We observed within-species changes in most of the traits measured at multiple elevations, with the exact responses differing between species and traits. Contrary to previous studies (Pérez-Ramos et al.2019; Zhang et al. 2020) and to our expectations, trait plasticity was not important in explaining demographic change (but see Block et al. 2020). A potential explanation is that the magnitude of plastic responses to (even severe) climate change is small compared to trait difference between species (Aerts et al. 2007; Soudzilovskaia et al. 2013, Table S8). Our results highlight that, despite the potential importance of plasticity, species-level trait values can be useful for demographic predictions (Albert et al. 2011; Kichenin et al. 2013).

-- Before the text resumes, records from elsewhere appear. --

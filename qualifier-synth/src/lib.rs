// Copyright 2022-2023 VMware, Inc.
// SPDX-License-Identifier: BSD-2-Clause

//! The qualifier-synth binary's library, for access to the CLI from tests.

pub mod command;
// Copyright 2022-2023 VMware, Inc.
// SPDX-License-Identifier: BSD-2-Clause

//! The interpolation dialogue with a running solver.
//!
//! One [`InterpSolver`] owns one solver process. Symbol declarations persist
//! for the lifetime of the process; each interpolation query runs inside its
//! own push/pop bracket so assertions do not accumulate.

use std::collections::BTreeSet;
use std::path::Path;

use logic::syntax::{Expr, Sort, Symbol};
use smtlib::conf::SolverCmd;
use smtlib::proc::{SmtProc, SolverError};
use smtlib::sexp::{app, atom_s, parse_many, Sexp};
use thiserror::Error;

use crate::sexp::{self, DecodeError};

/// An error in the interpolation dialogue. All of these are fatal for the
/// current query.
#[derive(Error, Debug)]
pub enum InterpError {
    /// The underlying solver process failed
    #[error(transparent)]
    Solver(#[from] SolverError),
    /// The solver answered `sat`; interpolation assumes the query is
    /// unsatisfiable
    #[error("interpolation query was satisfiable")]
    UnexpectedSat,
    /// The solver answered `unknown`, with its reason
    #[error("solver returned unknown: {0}")]
    Unknown(String),
    /// An interpolant did not decode
    #[error("could not parse interpolant: {0}")]
    BadInterpolant(#[from] DecodeError),
    /// The solver returned a different number of interpolants than the query
    /// had cut markers
    #[error("expected {expected} interpolants, got {got}")]
    InterpolantCount {
        /// Number of cut markers in the query
        expected: usize,
        /// Number of interpolants in the response
        got: usize,
    },
}

/// The states of the per-query dialogue. Declarations happen from `Idle`;
/// a query moves through the remaining states and back to `Idle`.
#[derive(Debug, Copy, Clone, PartialEq, Eq)]
enum DialogueState {
    Idle,
    Asserting,
    WaitingSat,
    WaitingInterp,
}

/// A solver handle specialized to interpolation queries.
pub struct InterpSolver {
    proc: SmtProc,
    declared: BTreeSet<Symbol>,
    declared_sorts: BTreeSet<String>,
    n_queries: usize,
    state: DialogueState,
}

impl InterpSolver {
    /// Launch a solver. The `tee` argument records the dialogue to a file.
    pub fn new(cmd: SolverCmd, tee: Option<&Path>) -> Result<Self, InterpError> {
        let proc = SmtProc::new(cmd, tee)?;
        Ok(Self {
            proc,
            declared: BTreeSet::new(),
            declared_sorts: BTreeSet::new(),
            n_queries: 0,
            state: DialogueState::Idle,
        })
    }

    /// Declare symbols with their sorts. Symbols already declared on this
    /// process are skipped, so redeclaration across queries is harmless.
    /// Named sorts are declared on first use.
    pub fn declare_symbols<'a, I>(&mut self, syms: I)
    where
        I: IntoIterator<Item = (&'a Symbol, &'a Sort)>,
    {
        debug_assert_eq!(self.state, DialogueState::Idle);
        for (sym, sort) in syms {
            if !self.declared.insert(sym.clone()) {
                continue;
            }
            if let Sort::Named(name) = sort {
                if self.declared_sorts.insert(name.clone()) {
                    self.proc.send(&app(
                        "declare-sort",
                        [atom_s(name), smtlib::sexp::atom_i(0)],
                    ));
                }
            }
            self.proc.send(&app(
                "declare-fun",
                [atom_s(sym), Sexp::List(vec![]), sexp::sort(sort)],
            ));
        }
    }

    /// Run one interpolation query: assert `formula` (which contains
    /// `expected_cuts` cut markers), ask for interpolants, and decode exactly
    /// `expected_cuts` of them. The assertion is scoped to this query.
    pub fn interpolate(
        &mut self,
        formula: &Expr,
        expected_cuts: usize,
    ) -> Result<Vec<Expr>, InterpError> {
        debug_assert_eq!(self.state, DialogueState::Idle);
        self.proc.send(&app("push", []));
        let result = self.interpolate_inner(formula, expected_cuts);
        self.proc.send(&app("pop", []));
        self.state = DialogueState::Idle;
        result
    }

    fn interpolate_inner(
        &mut self,
        formula: &Expr,
        expected_cuts: usize,
    ) -> Result<Vec<Expr>, InterpError> {
        self.state = DialogueState::Asserting;
        let label = format!("p-{}", self.n_queries);
        self.n_queries += 1;
        self.proc.send(&app(
            "assert",
            [app("!", [sexp::expr(formula), atom_s(":named"), atom_s(label)])],
        ));

        self.state = DialogueState::WaitingSat;
        self.proc.send(&app("compute-interpolant", []));
        let raw = self.proc.get_response_raw()?;
        let mut lines = raw.lines().filter(|l| !l.trim().is_empty());
        let verdict = lines.next().unwrap_or("").trim();
        match verdict {
            "unsat" => (),
            "sat" => return Err(InterpError::UnexpectedSat),
            "unknown" => {
                let reason = self.proc.get_info(":reason-unknown")?;
                return Err(InterpError::Unknown(reason.to_string()));
            }
            other => {
                // probably an (error ...) response
                return Err(InterpError::Solver(match self.proc.parse_sat(other) {
                    Err(err) => err,
                    Ok(resp) => SolverError::UnexpectedClose(format!(
                        "unexpected interpolation response {resp:?}"
                    )),
                }));
            }
        }

        self.state = DialogueState::WaitingInterp;
        let mut rest: String = lines.collect::<Vec<_>>().join("\n");
        // the grammar wants comments newline-terminated
        rest.push('\n');
        let sexps = parse_many(&rest)
            .map_err(|err| SolverError::UnexpectedClose(format!("{err} in {rest}")))?;
        let interps = sexps
            .iter()
            .filter(|s| !matches!(s, Sexp::Comment(_)))
            .map(sexp::decode)
            .collect::<Result<Vec<_>, _>>()?;
        if interps.len() != expected_cuts {
            return Err(InterpError::InterpolantCount {
                expected: expected_cuts,
                got: interps.len(),
            });
        }
        log::info!(
            "query {}: {} interpolants",
            self.n_queries - 1,
            interps.len()
        );
        Ok(interps)
    }
}
//! Conversion of ApE files.
//!
//! ApE writes GenBank files whose LOCUS line (e.g. `ds-DNA` molecule types)
//! is rejected by GenBank parsers.  The LOCUS line is replaced by a known-good
//! template carrying the original length before parsing as GenBank.

use std::path::Path;

use super::{generic::read_genbank, record::SequenceRecord};
use crate::{common::file_stem_string, err::ConvertError};

/// Known-good LOCUS line, taken from the NCBI GenBank sample record.
pub const LOCUS_TEMPLATE: &str =
    "LOCUS       SCU49845     5028 bp    DNA             PLN       21-JUN-1999";
/// Length field of `LOCUS_TEMPLATE`.
const TEMPLATE_LENGTH: &str = "5028";
/// Unit marker following the length in the LOCUS line.
const LENGTH_UNIT: &str = "bp";

/// Replace the first line of `content` with the LOCUS template.
///
/// The length is the token directly preceding the `bp` token of the first line.
pub fn patch_header(content: &str) -> Result<String, ConvertError> {
    let (first_line, rest) = match content.split_once('\n') {
        Some((first_line, rest)) => (first_line, Some(rest)),
        None => (content, None),
    };
    let words = first_line.split_whitespace().collect::<Vec<_>>();
    let length = words
        .iter()
        .position(|word| *word == LENGTH_UNIT)
        .and_then(|idx| idx.checked_sub(1))
        .map(|idx| words[idx])
        .ok_or_else(|| ConvertError::MissingLengthMarker {
            line: first_line.trim_end().to_string(),
        })?;

    let mut patched = LOCUS_TEMPLATE.replace(TEMPLATE_LENGTH, length);
    patched.push('\n');
    if let Some(rest) = rest {
        patched.push_str(rest);
    }
    Ok(patched)
}

/// Read the ApE file at `path`; the records are named after the file stem.
///
/// The file itself is not modified, patching happens in memory.
pub fn read_records(path: &Path) -> Result<Vec<SequenceRecord>, anyhow::Error> {
    let content = std::fs::read_to_string(path)?;
    let patched = patch_header(&content)?;
    let stem = file_stem_string(path);
    Ok(read_genbank(patched.as_bytes())?
        .iter()
        .map(|seq| SequenceRecord::new(&stem, seq.definition.as_deref(), &seq.seq))
        .collect())
}
//! Code supporting the `refs *` sub commands.

pub mod normalize;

Although communities shifted towards species with more conservative water use under warming, the plastic response showed the opposite pattern: at warmer, lower -elevation sites, individual species showed lower δ18O (higher stomatal conductance) and lower δ13C (lower water use efficiency). These trends likely follow from the increasing atmospheric pressure and temperature with decreasing altitude (Körner et al. 1991). Higher CO2 partial pressure resulting in more constrained CO2 diffusion through stomata (Smith & Donahue 1991; Terashima et al. 1995; Wang et al. 2017), higher oxygen partial pressure resulting in lower carboxylation efficiency of Rubisco (Farquhar & Wong 1984), and higher temperature resulting in decreased viscosity of water and faster transport from roots to leaves (Roderick & Berry 2001), should all result in lower δ18O and δ13C values within species at lower elevations (Körneret al. 1988, 1991). This elevation-related shift to more inefficient water use might have resulted in a larger decrease in abundance in our experiment than would have taken place due to warming alone. Nevertheless, we think the mechanism identified (decreased water availability due to warming and the importance of water use traits) holds, even if the demographic effects of the water limitation might have been overestimated.
Contrary to our predictions, traits did not explain demographic changes caused by novel competitors. This is likely because the treatment had a relatively small influence on the resident community (Figures S16-S17). The treatment was set up to mimic the initial establishment of low-elevation species into alpine communities, and the four years of the experiment were likely not enough for them to significantly affect the alpine species.